- Special Projects
They’re public records, but the City and County of Honolulu often makes it difficult — and expensive — for the public to obtain them.
The Charter Commission is in the midst of assessing dozens of proposals as part of its 10-year review of the city charter.
Obtaining access to public records can often be difficult and expensive, precluding many people from obtaining the information. In 2013, for instance, the Honolulu Police Department charged Civil Beat more than $2,000 for the disciplinary records of three police officers who had been fired.
The same year, the Honolulu city officials said it would cost $11,240 to provide copies of its responses to public records requests made over an 18-month period.

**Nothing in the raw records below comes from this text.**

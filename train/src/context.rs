use std::sync::Arc;
use std::time::{Duration, Instant};

use burn::prelude::Backend;

use crate::error::TrainError;
use crate::reduce::{Collective, DistributedReducer};

/// State shared by every epoch of a run.
pub struct RunContext<B: Backend> {
    pub device: B::Device,
    collective: Option<Arc<dyn Collective>>,
    start: Instant,
    /// Current epoch, zero based.
    pub epoch: usize,
    /// Optimizer steps taken since the start of the run.
    pub global_step: usize,
}

impl<B: Backend> RunContext<B> {
    pub fn new(device: B::Device) -> Self {
        Self {
            device,
            collective: None,
            start: Instant::now(),
            epoch: 0,
            global_step: 0,
        }
    }

    pub fn distributed(device: B::Device, collective: Arc<dyn Collective>) -> Self {
        Self {
            collective: Some(collective),
            ..Self::new(device)
        }
    }

    pub fn rank(&self) -> Option<usize> {
        self.collective.as_ref().map(|c| c.rank())
    }

    pub fn world_size(&self) -> usize {
        self.collective.as_ref().map_or(1, |c| c.world_size())
    }

    /// Only the leader publishes telemetry and writes exported images.
    pub fn is_leader(&self) -> bool {
        matches!(self.rank(), None | Some(0))
    }

    pub fn reducer(&self) -> DistributedReducer {
        match &self.collective {
            Some(collective) => DistributedReducer::new(collective.clone()),
            None => DistributedReducer::disabled(),
        }
    }

    pub fn elapsed(&self) -> Duration {
        self.start.elapsed()
    }

    /// Prefix of every log line, `Rank:{r}, ` in distributed runs.
    pub fn log_prefix(&self) -> String {
        match self.rank() {
            Some(rank) => format!("Rank:{rank}, "),
            None => String::new(),
        }
    }

    pub fn begin_epoch(&mut self, epoch: usize) {
        self.epoch = epoch;
    }

    /// Ends a phase on every worker at once. When any worker failed, all of them
    /// return an error: their own, or [`TrainError::PeerFailed`].
    ///
    /// Every worker must call this at the same point, whatever its rank.
    pub fn settle<T, E: From<TrainError>>(&self, result: Result<T, E>) -> Result<T, E> {
        let all_ok = match self.reducer().all_succeeded(result.is_ok()) {
            Ok(all_ok) => all_ok,
            Err(e) => return result.and(Err(TrainError::from(e).into())),
        };
        match result {
            Ok(_) if !all_ok => Err(TrainError::PeerFailed.into()),
            result => result,
        }
    }
}
use std::path::Path;

use image::{DynamicImage, GrayImage, Rgb32FImage, Rgba32FImage};

use crate::error::{Result, TrainError};
use crate::report::ImageSnapshot;

/// File name of the `index`th test reconstruction.
pub fn frame_file_name(index: usize) -> String {
    format!("img_recon{index:03}.png")
}

/// File name of the reconstruction exported after evaluating `epoch`.
pub fn epoch_file_name(epoch: usize) -> String {
    format!("img_recon_e{epoch:03}.png")
}

/// Converts to an 8 bit image. Values are clamped to [0, 1].
pub fn snapshot_to_image(snapshot: &ImageSnapshot) -> Result<DynamicImage> {
    let ImageSnapshot {
        channels,
        height,
        width,
        data,
    } = snapshot;
    let plane = height * width;
    let (w, h) = (*width as u32, *height as u32);

    // [C, H, W] -> [H, W, C]
    let interleaved = |c: usize| -> Vec<f32> {
        (0..plane)
            .flat_map(|p| (0..c).map(move |ch| data[ch * plane + p].clamp(0.0, 1.0)))
            .collect()
    };

    let invalid = || TrainError::TensorData(format!("Can't build a {channels}x{height}x{width} image"));
    if data.len() != channels * plane {
        return Err(invalid());
    }

    let img = match *channels {
        1 => {
            let bytes = interleaved(1).into_iter().map(|v| (v * 255.0).round() as u8).collect();
            DynamicImage::from(GrayImage::from_raw(w, h, bytes).ok_or_else(invalid)?)
        }
        3 => DynamicImage::from(Rgb32FImage::from_raw(w, h, interleaved(3)).ok_or_else(invalid)?).to_rgb8().into(),
        4 => DynamicImage::from(Rgba32FImage::from_raw(w, h, interleaved(4)).ok_or_else(invalid)?).to_rgba8().into(),
        _ => return Err(invalid()),
    };
    Ok(img)
}

/// Writes a lossless PNG, creating parent directories as needed.
pub fn save_png(snapshot: &ImageSnapshot, path: &Path) -> Result<()> {
    if let Some(parent) = path.parent() {
        std::fs::create_dir_all(parent)?;
    }
    log::debug!("Saving image to {path:?}");
    snapshot_to_image(snapshot)?.save_with_format(path, image::ImageFormat::Png)?;
    Ok(())
}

In contrast, state agencies altogether charged about $2,400 and Hawaii and Kauai counties provided the records for free.
One Civil Beat Law Center proposal would eliminate fees when people are requesting documents in the public interest and expect to share them widely.
Another would allow anyone — not just a citizen — to make public records requests.
One proposal would outline what employees should do when they receive records requests, such as describing how the information is kept or suggesting ways of overcoming practical reasons for denying access.
The law center also wants to require city boards and commissions to post their meeting agendas and minutes online and send electronic meeting notices.
Brian Black, executive director of the law center, said adoption of the proposals would help bring Honolulu “into the modern era of transparency.”
“Because city agencies do not proactively work to make public information accessible when requested — and in some instances actively obstruct access — many citizens feel disconnected from their government,” Black said. “Ultimately, elected representatives cannot be held accountable unless the electorate has access to relevant information.”
The Charter Commission will vet the proposals and decide which ones to submit to the City Clerk next year for consideration by voters in the November 2016 election.
The Civil Beat Law Center for the Public Interest is an independent organization created with funding from Pierre Omidyar, who is also CEO and publisher of Civil Beat.